In Old Havana: No Receipt for You

Going to Cuba is always an adventure. On this, my fourth trip to the island, I stood out at the Miami airport while waiting in line with an all-male church group and several Cuban American families bringing multiple plastic-wrapped bundles. I was headed there to present a paper at the Office of the Historian of the City of Havana's VIII International Congress on Historic Centers; inaugurate WMF's traveling exhibition on the Historic Center of Lima, a 2008 Watch site, at the Convent of San Francisco in Havana, and meet with several local preservation organizations.

Upon arrival I was picked up at the Jose Marti Airport and taken to the elegant Florida Hotel in Old Havana, a converted colonial palace with high ceilings and cooing doves in the courtyard--a luxury that made up for the lack of internet connection. Later on I had dinner with a Cuban colleague at Los Nardos, a licensed private restaurant, where apparently being private prevents them from giving receipts to their customers. This made me think that lobbying for a preservation tax incentives law was off the mark here. No receipt, no travel reimbursement for me, but who could be mad at a waiter named “Adonis”?

I visited the famous Riviera hotel in Vedado, a Meyer Lansky venue with a coffin-shaped pool and the largest lobby known to man, and had lunch at a more recent but less charming hotel where the mustard and ketchup came from Spain.
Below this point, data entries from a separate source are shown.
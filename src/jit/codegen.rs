//! Function layout, lane-width selection and the helpers shared by the
//! scalar and vector emitters.

use crate::access::{DataType, StorageType};
use crate::expression::ResolvedFilter;
use crate::jit::compiled::{CompiledFilter, FilterFn};
use crate::jit::scalar::ScalarEmitter;
use crate::jit::vector::{VectorEmitter, VectorShape};
use crate::jit::{JitError, JitResult};
use cranelift_codegen::ir::{condcodes::IntCC, types, AbiParam, InstBuilder, MemFlags, Type, Value};
use cranelift_codegen::settings::{self, Configurable};
use cranelift_frontend::{FunctionBuilder, FunctionBuilderContext};
use cranelift_jit::{JITBuilder, JITModule};
use cranelift_module::{default_libcall_names, Linkage, Module, ModuleError};
use log::debug;
use serde::{Deserialize, Serialize};

const FUNCTION_NAME: &str = "vibejit_filter";

/// Which loops the generated routine contains
#[derive(Debug, Clone, Copy, PartialEq, Eq, Hash, Serialize, Deserialize)]
pub enum CodegenMode {
    /// SIMD loop over full groups of rows, scalar loop for the remainder
    Vectorized,
    /// Scalar loop over every row
    ScalarOnly,
}

impl CodegenMode {
    pub fn as_str(&self) -> &'static str {
        match self {
            CodegenMode::Vectorized => "vectorized",
            CodegenMode::ScalarOnly => "scalar",
        }
    }
}

/// Bytes per SIMD lane for a filter: the widest storage among every node's
/// produced and consumed kinds, never narrower than 16 bits.
pub fn lane_bytes(filter: &ResolvedFilter) -> usize {
    let mut widest = 2;
    filter.root.walk(&mut |e| {
        for kind in [e.data_type, e.promoted] {
            if let Some(storage) = kind.storage() {
                widest = widest.max(storage.byte_size());
            }
        }
    });
    widest
}

/// Compile `filter` into native code for the host.
///
/// Fails with `JitError::Allocation` when executable memory cannot be
/// obtained; every other error means the filter should run interpreted.
pub fn compile_filter(filter: &ResolvedFilter, mode: CodegenMode) -> JitResult<CompiledFilter> {
    let layout = column_layout(filter)?;
    let shape = VectorShape::new(lane_bytes(filter))?;

    let mut module = host_module()?;
    let ptr_type = module.target_config().pointer_type();
    if ptr_type != types::I64 {
        return Err(JitError::Unsupported(format!(
            "pointer type {ptr_type} on host"
        )));
    }

    let mut ctx = module.make_context();
    let mut func_ctx = FunctionBuilderContext::new();

    // (cols, row_count, out, row_base) -> matched
    ctx.func.signature.params.push(AbiParam::new(ptr_type));
    ctx.func.signature.params.push(AbiParam::new(types::I64));
    ctx.func.signature.params.push(AbiParam::new(ptr_type));
    ctx.func.signature.params.push(AbiParam::new(types::I64));
    ctx.func.signature.returns.push(AbiParam::new(types::I64));

    let func_id = module
        .declare_function(FUNCTION_NAME, Linkage::Local, &ctx.func.signature)
        .map_err(module_error)?;

    {
        let mut builder = FunctionBuilder::new(&mut ctx.func, &mut func_ctx);
        build_body(&mut builder, filter, mode, shape)?;
        builder.seal_all_blocks();
        builder.finalize();
    }

    module
        .define_function(func_id, &mut ctx)
        .map_err(module_error)?;
    module.clear_context(&mut ctx);
    module.finalize_definitions().map_err(module_error)?;

    let code = module.get_finalized_function(func_id);
    // SAFETY: the function was declared above with exactly this signature
    // and its module stays alive inside the returned `CompiledFilter`.
    let function = unsafe { std::mem::transmute::<*const u8, FilterFn>(code) };

    debug!(
        "compiled {} filter over columns {:?} with {}-byte lanes",
        mode.as_str(),
        filter.columns,
        shape.lane_bytes()
    );

    Ok(CompiledFilter::new(
        module,
        function,
        mode,
        shape.lanes(),
        layout,
        filter.column_count,
    ))
}

fn host_module() -> JitResult<JITModule> {
    let mut flag_builder = settings::builder();
    flag_builder
        .set("opt_level", "speed")
        .map_err(|e| JitError::Setup(format!("failed to set opt_level: {e}")))?;
    flag_builder
        .set("is_pic", "false")
        .map_err(|e| JitError::Setup(format!("failed to set is_pic: {e}")))?;

    let isa_builder = cranelift_native::builder()
        .map_err(|e| JitError::Setup(format!("host ISA not supported: {e}")))?;
    let isa = isa_builder
        .finish(settings::Flags::new(flag_builder))
        .map_err(|e| JitError::Setup(format!("failed to create ISA: {e}")))?;

    let jit_builder = JITBuilder::with_isa(isa, default_libcall_names());
    Ok(JITModule::new(jit_builder))
}

fn module_error(err: ModuleError) -> JitError {
    match err {
        ModuleError::Allocation { .. } => JitError::Allocation(err.to_string()),
        other => JitError::Codegen(other.to_string()),
    }
}

/// Storage of every referenced column, checked against each frame before the
/// routine touches its memory
fn column_layout(filter: &ResolvedFilter) -> JitResult<Vec<(usize, StorageType)>> {
    let mut layout = Vec::with_capacity(filter.columns.len());
    let mut missing = None;
    filter.root.walk(&mut |e| {
        if let crate::expression::ResolvedNode::Column { index } = e.node {
            match e.data_type.storage() {
                Some(storage) => layout.push((index, storage)),
                None => missing = Some(e.data_type),
            }
        }
    });
    if let Some(kind) = missing {
        return Err(JitError::Unsupported(format!("column of kind {kind}")));
    }
    layout.sort_unstable_by_key(|(index, _)| *index);
    layout.dedup_by_key(|(index, _)| *index);
    Ok(layout)
}

fn build_body(
    builder: &mut FunctionBuilder<'_>,
    filter: &ResolvedFilter,
    mode: CodegenMode,
    shape: VectorShape,
) -> JitResult<()> {
    let entry = builder.create_block();
    let tail_header = builder.create_block();
    let tail_body = builder.create_block();
    let exit = builder.create_block();

    builder.append_block_params_for_function_params(entry);
    builder.switch_to_block(entry);
    let params = builder.block_params(entry).to_vec();
    let (cols, row_count, out, row_base) = (params[0], params[1], params[2], params[3]);

    // Column base addresses, indexed by column position
    let mut columns: Vec<Option<Value>> = vec![None; filter.column_count];
    for &index in &filter.columns {
        if index >= columns.len() {
            columns.resize(index + 1, None);
        }
        let offset = i32::try_from(index * 8)
            .map_err(|_| JitError::Unsupported(format!("column index {index}")))?;
        let ptr = builder
            .ins()
            .load(types::I64, MemFlags::trusted(), cols, offset);
        columns[index] = Some(ptr);
    }

    let row = builder.declare_var(types::I64);
    let count = builder.declare_var(types::I64);
    let zero = builder.ins().iconst(types::I64, 0);
    builder.def_var(row, zero);
    builder.def_var(count, zero);

    if mode == CodegenMode::Vectorized {
        // Vector loop over full groups: while row < row_count rounded down
        let vec_header = builder.create_block();
        let vec_body = builder.create_block();
        let lanes = shape.lanes() as i64;
        let vec_end = builder.ins().band_imm(row_count, !(lanes - 1));
        builder.ins().jump(vec_header, &[]);

        builder.switch_to_block(vec_header);
        let i = builder.use_var(row);
        let more = builder.ins().icmp(IntCC::SignedLessThan, i, vec_end);
        builder.ins().brif(more, vec_body, &[], tail_header, &[]);

        builder.switch_to_block(vec_body);
        let i = builder.use_var(row);
        let mask = VectorEmitter::new(builder, &columns, i, shape).predicate(&filter.root)?;
        let first = builder.ins().iadd(row_base, i);
        for lane in 0..shape.lanes() {
            let bit = builder.ins().extractlane(mask, lane as u8);
            let bit = widen_unsigned(builder, bit);
            let bit = builder.ins().band_imm(bit, 1);
            let id = builder.ins().iadd_imm(first, lane as i64);
            emit_append(builder, count, out, id, bit);
        }
        let next = builder.ins().iadd_imm(i, lanes);
        builder.def_var(row, next);
        builder.ins().jump(vec_header, &[]);
    } else {
        builder.ins().jump(tail_header, &[]);
    }

    // Scalar tail: while row < row_count
    builder.switch_to_block(tail_header);
    let i = builder.use_var(row);
    let more = builder.ins().icmp(IntCC::SignedLessThan, i, row_count);
    builder.ins().brif(more, tail_body, &[], exit, &[]);

    builder.switch_to_block(tail_body);
    let i = builder.use_var(row);
    let hit = ScalarEmitter::new(builder, &columns, i).predicate(&filter.root)?;
    let bit = builder.ins().uextend(types::I64, hit);
    let id = builder.ins().iadd(row_base, i);
    emit_append(builder, count, out, id, bit);
    let next = builder.ins().iadd_imm(i, 1);
    builder.def_var(row, next);
    builder.ins().jump(tail_header, &[]);

    builder.switch_to_block(exit);
    let matched = builder.use_var(count);
    builder.ins().return_(&[matched]);
    Ok(())
}

/// Branch-free compaction: always store `id` at `out[count]`, then advance
/// `count` by the 0/1 `bit`. A rejected row is overwritten by the next one.
fn emit_append(
    builder: &mut FunctionBuilder<'_>,
    count: cranelift_frontend::Variable,
    out: Value,
    id: Value,
    bit: Value,
) {
    let n = builder.use_var(count);
    let offset = builder.ins().ishl_imm(n, 3);
    let slot = builder.ins().iadd(out, offset);
    builder.ins().store(MemFlags::trusted(), id, slot, 0);
    let n = builder.ins().iadd(n, bit);
    builder.def_var(count, n);
}

fn widen_unsigned(builder: &mut FunctionBuilder<'_>, value: Value) -> Value {
    if builder.func.dfg.value_type(value) == types::I64 {
        value
    } else {
        builder.ins().uextend(types::I64, value)
    }
}

/// Scalar IR type holding a value of `storage`; booleans are 0/1 bytes
pub(crate) fn clif_type(storage: StorageType) -> Type {
    match storage {
        StorageType::Boolean | StorageType::Int8 => types::I8,
        StorageType::Int16 => types::I16,
        StorageType::Int32 => types::I32,
        StorageType::Int64 => types::I64,
        StorageType::Float32 => types::F32,
        StorageType::Float64 => types::F64,
    }
}

pub(crate) fn storage_of(kind: DataType) -> JitResult<StorageType> {
    kind.storage()
        .ok_or_else(|| JitError::Unsupported(format!("values of kind {kind}")))
}

pub(crate) fn sentinel_of(kind: DataType) -> JitResult<i64> {
    kind.null_sentinel()
        .ok_or_else(|| JitError::Unsupported(format!("no null sentinel for {kind}")))
}

/// Integer constant of `ty`, truncated to the type's width
pub(crate) fn int_const(builder: &mut FunctionBuilder<'_>, ty: Type, value: i64) -> Value {
    let bits = ty.bits();
    let value = if bits < 64 {
        value & ((1i64 << bits) - 1)
    } else {
        value
    };
    builder.ins().iconst(ty, value)
}

/// Sign-extend an integer to 64 bits
pub(crate) fn widen_signed(builder: &mut FunctionBuilder<'_>, value: Value) -> Value {
    if builder.func.dfg.value_type(value) == types::I64 {
        value
    } else {
        builder.ins().sextend(types::I64, value)
    }
}

/// Truncate a 64-bit result to `ty`
pub(crate) fn narrow(builder: &mut FunctionBuilder<'_>, value: Value, ty: Type) -> Value {
    if ty == types::I64 {
        value
    } else {
        builder.ins().ireduce(ty, value)
    }
}

/// 64-bit integer division that never traps: a zero divisor yields
/// `sentinel` and a divisor of -1 yields the wrapping negation.
pub(crate) fn checked_div(
    builder: &mut FunctionBuilder<'_>,
    a: Value,
    b: Value,
    sentinel: i64,
) -> Value {
    let zero = builder.ins().iconst(types::I64, 0);
    let one = builder.ins().iconst(types::I64, 1);
    let minus_one = builder.ins().iconst(types::I64, -1);
    let by_zero = builder.ins().icmp(IntCC::Equal, b, zero);
    let by_minus_one = builder.ins().icmp(IntCC::Equal, b, minus_one);
    let special = builder.ins().bor(by_zero, by_minus_one);
    let divisor = builder.ins().select(special, one, b);
    let quotient = builder.ins().sdiv(a, divisor);
    let negated = builder.ins().ineg(a);
    let result = builder.ins().select(by_minus_one, negated, quotient);
    let null = builder.ins().iconst(types::I64, sentinel);
    builder.ins().select(by_zero, null, result)
}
A minor side effect of the US embargo: no business for Heinz in Cuba.

As a result of an energy crisis, the streets in Old Havana are dark at night, but the public transportation has improved since my last visit in 2003, when workers had to pack on to adapted trailer trucks called “camels” to commute. The old US cars are still ubiquitous and can be rented or hired as taxis, as an alternative to the tiny coconut shaped motorcycle taxis called “coquitos.”

After the official business of presenting at the meeting on historic centers, opening our Lima exhibition, and meeting with the preservation organizations was over, I visited the National Schools of Art in Cubanacan, now the Superior Institute of Art, a 1998 Watch site and an important monument of the 20th century. Roberto Gottardi, one of the three original architects (the other two are Roberto Porro and Vittorio Garatti), Jose Mosquera, a draftsman, and Universo Garcia, the project manager for the current restoration project, came along and showed me the carefully restored schools of plastic arts and dance designed by Porro. The school of dramatic arts, which had been only partially completed in 1965, was in process of being restored and completed according to plans developed by Gottardi, who also has proposed an unusual treatment for the restoration of the damaged brick walls, reminiscent of the lacunae treatment in mural painting conservation. The sad news was that the project budget has been cut and the restoration and completion of Garatti's schools of ballet and music will have to wait.